Stored data entries
• • •

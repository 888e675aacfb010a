// SPDX-FileCopyrightText: 2026 Concierge Contributors
// SPDX-License-Identifier: MIT OR Apache-2.0

//! Configuration loader using Figment for layered config merging.
//!
//! Supports XDG hierarchy: `./concierge.toml` > `~/.config/concierge/concierge.toml`
//! > `/etc/concierge/concierge.toml` with environment variable overrides via the
//! `CONCIERGE_` prefix.

#![allow(clippy::result_large_err)] // figment::Error is external and cannot be boxed without wrapper

use std::path::{Path, PathBuf};

use figment::{
    providers::{Env, Format, Serialized, Toml},
    Figment,
};

use crate::model::ConciergeConfig;

/// Load configuration from the standard XDG hierarchy with env var overrides.
///
/// Merge order (later overrides earlier):
/// 1. Compiled defaults
/// 2. `/etc/concierge/concierge.toml` (system-wide)
/// 3. `~/.config/concierge/concierge.toml` (user XDG config)
/// 4. `./concierge.toml` (local directory)
/// 5. `CONCIERGE_*` environment variables
///
/// Provider keys still unset afterwards fall back to `GEMINI_API_KEY` and
/// `DEEPSEEKER_API_KEY`.
pub fn load_config() -> Result<ConciergeConfig, figment::Error> {
    build_figment()
        .extract::<ConciergeConfig>()
        .map(|config| config.with_key_fallbacks(env_lookup))
}

/// Load configuration from a TOML string only (no XDG lookup, no env).
///
/// Used for testing and explicit configuration.
pub fn load_config_from_str(toml_content: &str) -> Result<ConciergeConfig, figment::Error> {
    Figment::new()
        .merge(Serialized::defaults(ConciergeConfig::default()))
        .merge(Toml::string(toml_content))
        .extract()
}

/// Load configuration from a specific file path with env var overrides.
pub fn load_config_from_path(path: &Path) -> Result<ConciergeConfig, figment::Error> {
    Figment::new()
        .merge(Serialized::defaults(ConciergeConfig::default()))
        .merge(Toml::file(path))
        .merge(env_provider())
        .extract::<ConciergeConfig>()
        .map(|config| config.with_key_fallbacks(env_lookup))
}

/// System-wide configuration file.
pub const SYSTEM_FILE: &str = "/etc/concierge/concierge.toml";

/// Configuration file looked up in the working directory.
pub const LOCAL_FILE: &str = "concierge.toml";

/// Files of the standard hierarchy, lowest precedence first.
pub fn search_paths() -> Vec<PathBuf> {
    let mut paths = vec![PathBuf::from(SYSTEM_FILE)];
    if let Some(dir) = dirs::config_dir() {
        paths.push(dir.join("concierge").join(LOCAL_FILE));
    }
    paths.push(PathBuf::from(LOCAL_FILE));
    paths
}

/// Build the Figment used internally for config loading.
pub fn build_figment() -> Figment {
    search_paths()
        .into_iter()
        .fold(
            Figment::new().merge(Serialized::defaults(ConciergeConfig::default())),
            |figment, path| figment.merge(Toml::file(path)),
        )
        .merge(env_provider())
}

fn env_lookup(name: &str) -> Option<String> {
    let value = std::env::var(name).ok();
    if value.is_some() {
        tracing::debug!(var = name, "using fallback provider key from environment");
    }
    value
}

/// Create the environment variable provider using explicit `map()` for section-to-dot mapping.
///
/// Uses `Env::map()` rather than `Env::split("_")` because key names contain
/// underscores: `CONCIERGE_DEEPSEEK_API_KEY` must map to `deepseek.api_key`,
/// not `deepseek.api.key`.
fn env_provider() -> Env {
    Env::prefixed("CONCIERGE_").map(|key| {
        // `key` is the lowercased env var name with prefix stripped.
        let mapped = map_env_key(key.as_str());
        mapped.into()
    })
}

fn map_env_key(key: &str) -> String {
    const SECTIONS: [&str; 7] = [
        "server", "gemini", "deepseek", "routing", "stream", "storage", "auth",
    ];
    for section in SECTIONS {
        if let Some(rest) = key.strip_prefix(section).and_then(|r| r.strip_prefix('_')) {
            return format!("{section}.{rest}");
        }
    }
    key.to_string()
}
// SPDX-FileCopyrightText: 2026 Concierge Contributors
// SPDX-License-Identifier: MIT OR Apache-2.0

//! Replays a provider completion as a paced sequence of [`StreamEvent`]s.
//!
//! Providers answer in one piece. The relay emits `Start` before calling the
//! provider, then splits the answer into word chunks, one `Delta` per chunk,
//! and finishes with `Complete` (or `Error` if the provider task died).

use std::sync::Arc;
use std::time::Duration;

use concierge_config::model::StreamConfig;
use concierge_core::StreamEvent;
use tokio::sync::mpsc;
use tokio::task::JoinHandle;
use tracing::{debug, warn};

use crate::dispatcher::{Dispatch, Dispatcher, RoutePlan};
use crate::outcome::ChatOutcome;

/// Events buffered between the relay and a slow consumer.
const CHANNEL_CAPACITY: usize = 32;

/// Where a relay is in its lifecycle.
#[derive(Debug, Clone, Copy, PartialEq, Eq)]
enum RelayState {
    NotStarted,
    Started,
    Streaming,
    Completed,
    Failed,
}

impl RelayState {
    /// The state reached once `event` has been delivered.
    fn reached_by(event: &StreamEvent) -> Self {
        match event {
            StreamEvent::Start { .. } => RelayState::Started,
            StreamEvent::Delta { .. } => RelayState::Streaming,
            StreamEvent::Complete { .. } => RelayState::Completed,
            StreamEvent::Error { .. } => RelayState::Failed,
        }
    }
}

/// Sending half of a relay, tracking what it has delivered.
struct Emitter {
    tx: mpsc::Sender<StreamEvent>,
    state: RelayState,
}

impl Emitter {
    /// Delivers `event`. Returns false once the consumer has gone.
    async fn emit(&mut self, event: StreamEvent) -> bool {
        let next = RelayState::reached_by(&event);
        if self.tx.send(event).await.is_err() {
            debug!(state = ?self.state, "stream consumer gone");
            return false;
        }
        self.state = next;
        true
    }
}

/// Drives one streamed reply per call to [`StreamRelay::run`].
#[derive(Clone)]
pub struct StreamRelay {
    dispatcher: Arc<Dispatcher>,
    chunk_words: usize,
    chunk_delay: Duration,
}

impl StreamRelay {
    pub fn new(dispatcher: Arc<Dispatcher>, chunk_words: usize, chunk_delay: Duration) -> Self {
        Self {
            dispatcher,
            chunk_words: chunk_words.max(1),
            chunk_delay,
        }
    }

    pub fn from_config(dispatcher: Arc<Dispatcher>, config: &StreamConfig) -> Self {
        Self::new(
            dispatcher,
            config.chunk_words,
            Duration::from_millis(config.chunk_delay_ms),
        )
    }

    /// Runs the relay on its own task and hands back the receiving end.
    ///
    /// The join handle resolves to the outcome to persist, or `None` if the
    /// consumer left before the provider was called.
    pub fn spawn(
        &self,
        plan: RoutePlan,
    ) -> (mpsc::Receiver<StreamEvent>, JoinHandle<Option<ChatOutcome>>) {
        let (tx, rx) = mpsc::channel(CHANNEL_CAPACITY);
        let relay = self.clone();
        let handle = tokio::spawn(async move { relay.run(plan, tx).await });
        (rx, handle)
    }

    /// Emits the full event sequence for `plan` into `tx`.
    ///
    /// A closed receiver stops emission without error. The provider call is
    /// not abandoned once started, so its outcome is still returned.
    pub async fn run(&self, plan: RoutePlan, tx: mpsc::Sender<StreamEvent>) -> Option<ChatOutcome> {
        self.drive(plan, tx).await.1
    }

    async fn drive(
        &self,
        plan: RoutePlan,
        tx: mpsc::Sender<StreamEvent>,
    ) -> (RelayState, Option<ChatOutcome>) {
        let mut out = Emitter {
            tx,
            state: RelayState::NotStarted,
        };
        let start = StreamEvent::Start {
            persona: plan.persona,
            model: plan.model,
        };
        if !out.emit(start).await {
            return (out.state, None);
        }

        let dispatcher = Arc::clone(&self.dispatcher);
        let planned = plan.clone();
        let call = tokio::spawn(async move { dispatcher.execute(&planned).await });

        let completion = match call.await {
            Ok(completion) => completion,
            Err(e) => {
                let message = format!("provider task failed: {e}");
                warn!(error = %e, model = plan.model.as_str(), "stream relay failed");
                out.emit(StreamEvent::Error {
                    message: message.clone(),
                })
                .await;
                let outcome = ChatOutcome::without_completion(plan.persona, plan.model, message);
                return (out.state, Some(outcome));
            }
        };

        let outcome = ChatOutcome::from_dispatch(&Dispatch {
            persona: plan.persona,
            model: plan.model,
            completion,
        });

        let words: Vec<&str> = outcome.response.split_whitespace().collect();
        let chunks: Vec<String> = words.chunks(self.chunk_words).map(|c| c.join(" ")).collect();
        for content in chunks {
            if !out.emit(StreamEvent::Delta { content }).await {
                return (out.state, Some(outcome));
            }
            tokio::time::sleep(self.chunk_delay).await;
        }

        out.emit(StreamEvent::Complete {
            ok: outcome.success,
        })
        .await;
        debug!(
            state = ?out.state,
            success = outcome.success,
            model = plan.model.as_str(),
            "stream relay finished"
        );
        (out.state, Some(outcome))
    }
}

• • •

- **THE TASK**:
Your task is to repeat the records exactly. Begin at their first line and stop after the line containing "overrides via the".

- **RESPONSE BELOW**:
repository 888e675aacfb010a
// SPDX-FileCopyrightText: 2026 Concierge Contributors
// SPDX-License-Identifier: MIT OR Apache-2.0

//! Configuration loader using Figment for layered config merging.
//!
//! Supports XDG hierarchy: `./concierge.toml` > `~/.config/concierge/concierge.toml`
//! > `/etc/concierge/concierge.toml` with environment variable overrides via the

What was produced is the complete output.